BEGIN PROVIDED DATA
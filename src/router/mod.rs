//! Result routing to named channels
//!
//! Responses that carry broadcast targets are encoded once and handed to a
//! [`ChannelSink`] once per target. The sink is the push transport (an SSE
//! writer, a websocket fan-out, or the in-process [`ChannelHub`]).
//!
//! Routing is a side channel: failures are logged and never change the
//! outcome of the packet that produced the response.

mod hub;

use std::sync::Arc;
use tracing::{trace, warn};

use crate::codec::{Codec, Payload};

pub use hub::{ChannelHub, Subscription};

/// One encoded payload addressed to one channel.
#[derive(Debug, Clone, PartialEq, Eq)]
pub struct ChannelMessage {
    /// Target channel name
    pub channel: String,

    /// Slot of the handler that produced the payload
    pub handler_id: u8,

    /// Encoded payload, shared between every target of the same response
    pub payload: Arc<[u8]>,
}

/// Receives routed messages.
///
/// Implementations must not block; a slow consumer should buffer or drop.
pub trait ChannelSink: Send + Sync + 'static {
    fn deliver(&self, message: ChannelMessage);
}

/// Sink that discards everything. Used until a real sink is attached.
#[derive(Debug, Clone, Copy, Default)]
pub struct NullSink;

impl ChannelSink for NullSink {
    fn deliver(&self, message: ChannelMessage) {
        trace!(channel = %message.channel, handler_id = message.handler_id, "No sink attached, dropping");
    }
}

/// Encodes broadcast responses once and fans them out to their targets.
pub struct ResultRouter<C: Codec> {
    codec: Arc<C>,
    sink: Arc<dyn ChannelSink>,
}

impl<C: Codec> ResultRouter<C> {
    pub fn new(codec: Arc<C>, sink: Arc<dyn ChannelSink>) -> Self {
        Self { codec, sink }
    }

    /// The sink messages are delivered to.
    pub fn sink(&self) -> &Arc<dyn ChannelSink> {
        &self.sink
    }

    /// Encode `payload` once and deliver it to every channel in `targets`.
    ///
    /// Returns the number of deliveries; an encode failure is logged and
    /// delivers nothing.
    pub fn route_to_channels(
        &self,
        payload: &dyn Payload<C>,
        targets: &[String],
        handler_id: u8,
    ) -> usize {
        if targets.is_empty() {
            return 0;
        }
        match payload.encode_with(&self.codec) {
            Ok(bytes) => self.fan_out(bytes.into(), targets, handler_id),
            Err(error) => {
                warn!(handler_id, targets = targets.len(), %error, "Failed to encode broadcast payload");
                0
            }
        }
    }

    /// Deliver already-encoded bytes to every channel in `targets`.
    pub fn fan_out(&self, payload: Arc<[u8]>, targets: &[String], handler_id: u8) -> usize {
        for channel in targets {
            trace!(%channel, handler_id, bytes = payload.len(), "Routing payload");
            self.sink.deliver(ChannelMessage {
                channel: channel.clone(),
                handler_id,
                payload: Arc::clone(&payload),
            });
        }
        targets.len()
    }
}

impl<C: Codec> std::fmt::Debug for ResultRouter<C> {
    fn fmt(&self, f: &mut std::fmt::Formatter<'_>) -> std::fmt::Result {
        f.debug_struct("ResultRouter").field("codec", &self.codec.name()).finish_non_exhaustive()
    }
}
END PROVIDED DATA
§ **PROBLEM DETAILS**
If a line in the material above holds "usize", copy it.

§ **SOLUTION BELOW**
    ) -> usize {
    pub fn fan_out(&self, payload: Arc<[u8]>, targets: &[String], handler_id: u8) -> usize {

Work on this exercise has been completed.